For only love can conquer HATE
憎しみを克服するのは 愛だけだ
You know we've got to find a WAY
そう、私たちは もう見つけている
To bring some loving here TODAY
今日 この世界に 愛をもたらす方法を

Picket LINES and picket SIGNS
デモ活動や プラカードで煽って
Don't punish me with brutality
聞く耳を持たずに 人を押さえつけないで
Talk to ME, so you can SEE
話し合えば きっと見えてくる

What's going on
What's going on
What's going on
What's going on

Mother, mother
母よ 母よ
Everybody thinks we're WRONG
誰もが 他人は間違っていると決めつける
Oh, but who are they to judge us
だが 誰がそのように判断を下せるのか
Simply 'cause our hair is LONG?
例えば「髪が長い」ただそれだけの理由で
You know we've got to find a WAY
私たちは もうとっくに見つけているのだ
To bring some understanding here TODAY
今日この世界で 皆がお互いを理解し合える方法を

Picket LINES and picket SIGNS
デモ活動や プラカードで煽って
Don't punish me with brutality
聞く耳を持たずに 人を押さえつけないで
Come on talk to ME, so you can SEE
話し合おう きっと見えてくる

What's going on
Yeah, what's going on
Tell me what's going on
I'll tell you what's going on

  • there's too many of you ~ing……こういうフレーズはたぶん日常では行わないのでは?mother に「自分の母」「世界中の母」両方の意味をもたらす面白い表現です。
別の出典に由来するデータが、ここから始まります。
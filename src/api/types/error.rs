//! JSON error envelope shared by every endpoint

use axum::{
    http::StatusCode,
    response::{IntoResponse, Response},
    Json,
};
use serde::{Deserialize, Serialize};

use crate::domain::DomainError;

/// Broad error category reported in the envelope
#[derive(Debug, Clone, Copy, PartialEq, Eq, Serialize, Deserialize)]
#[serde(rename_all = "snake_case")]
pub enum ApiErrorType {
    InvalidRequestError,
    ServerError,
}

impl std::fmt::Display for ApiErrorType {
    fn fmt(&self, f: &mut std::fmt::Formatter<'_>) -> std::fmt::Result {
        match self {
            Self::InvalidRequestError => write!(f, "invalid_request_error"),
            Self::ServerError => write!(f, "server_error"),
        }
    }
}

/// `{"error": {...}}`
#[derive(Debug, Clone, Serialize, Deserialize)]
pub struct ApiErrorResponse {
    pub error: ApiErrorDetail,
}

/// Error detail structure
#[derive(Debug, Clone, Serialize, Deserialize)]
pub struct ApiErrorDetail {
    pub message: String,
    #[serde(rename = "type")]
    pub error_type: ApiErrorType,
    #[serde(skip_serializing_if = "Option::is_none")]
    pub param: Option<String>,
    #[serde(skip_serializing_if = "Option::is_none")]
    pub code: Option<String>,
}

/// API error with status code
#[derive(Debug)]
pub struct ApiError {
    pub status: StatusCode,
    pub response: ApiErrorResponse,
}

impl ApiError {
    pub fn new(status: StatusCode, error_type: ApiErrorType, message: impl Into<String>) -> Self {
        Self {
            status,
            response: ApiErrorResponse {
                error: ApiErrorDetail {
                    message: message.into(),
                    error_type,
                    param: None,
                    code: None,
                },
            },
        }
    }

    /// Add parameter info
    pub fn with_param(mut self, param: impl Into<String>) -> Self {
        self.response.error.param = Some(param.into());
        self
    }

    /// Add error code
    pub fn with_code(mut self, code: impl Into<String>) -> Self {
        self.response.error.code = Some(code.into());
        self
    }

    pub fn bad_request(message: impl Into<String>) -> Self {
        Self::new(StatusCode::BAD_REQUEST, ApiErrorType::InvalidRequestError, message)
    }

    pub fn internal(message: impl Into<String>) -> Self {
        Self::new(StatusCode::INTERNAL_SERVER_ERROR, ApiErrorType::ServerError, message)
    }
}

impl IntoResponse for ApiError {
    fn into_response(self) -> Response {
        (self.status, Json(self.response)).into_response()
    }
}

impl From<DomainError> for ApiError {
    fn from(err: DomainError) -> Self {
        match &err {
            DomainError::ModelsNotLoaded { message } => {
                Self::internal(message).with_code("models_not_loaded")
            }
            DomainError::Validation { message } => Self::bad_request(message),
            DomainError::Extraction { message } => {
                Self::bad_request(message).with_code("extraction_failed")
            }
            DomainError::Artifact { .. } => Self::internal(err.to_string()).with_code("artifact_error"),
            DomainError::Inference { message } => {
                Self::internal(message).with_code("inference_failed")
            }
            DomainError::LabelDecode { message } => Self::internal(message),
            DomainError::Configuration { message } => Self::internal(message),
            DomainError::Internal { message } => Self::internal(message),
        }
    }
}

impl std::fmt::Display for ApiError {
    fn fmt(&self, f: &mut std::fmt::Formatter<'_>) -> std::fmt::Result {
        write!(
            f,
            "{}: {}",
            self.response.error.error_type, self.response.error.message
        )
    }
}

impl std::error::Error for ApiError {}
これをアナフォラ(首句反復)的に繰り返す1stヴァースはゴスペル風、そこから2nd、3rdヴァースに至って抽象的な内容が具体的になっていく展開は、ソウル・ミュージックにおける songwriting の特徴のような気がします(「When a Man Loves a Woman」もご参照ください)。

  • picket line……ピケットラインとは「ストライキを行う構成員が職場の出入り口付近に列を作り、スト破りを防止する行為」のことですが、ちょっとイメージしにくいので単に「デモ活動」としました。

  • simply 'cause our hair is long……印象的な WRONG / LONG のライミング。この時期、白人の若者はベトナム戦争への抗議や伝統的な価値観への反抗として髪を長く伸ばし、一方で黒人の若者は公民権運動の高まりと共にブラック・ルーツとアイデンティティの誇りとして自然な縮れ毛をそのまま伸ばして「アフロヘア」に。1960年代後半から70年代にかけて「長い髪」とは白人文化/黒人文化の両面において反体制の象徴だったのですね。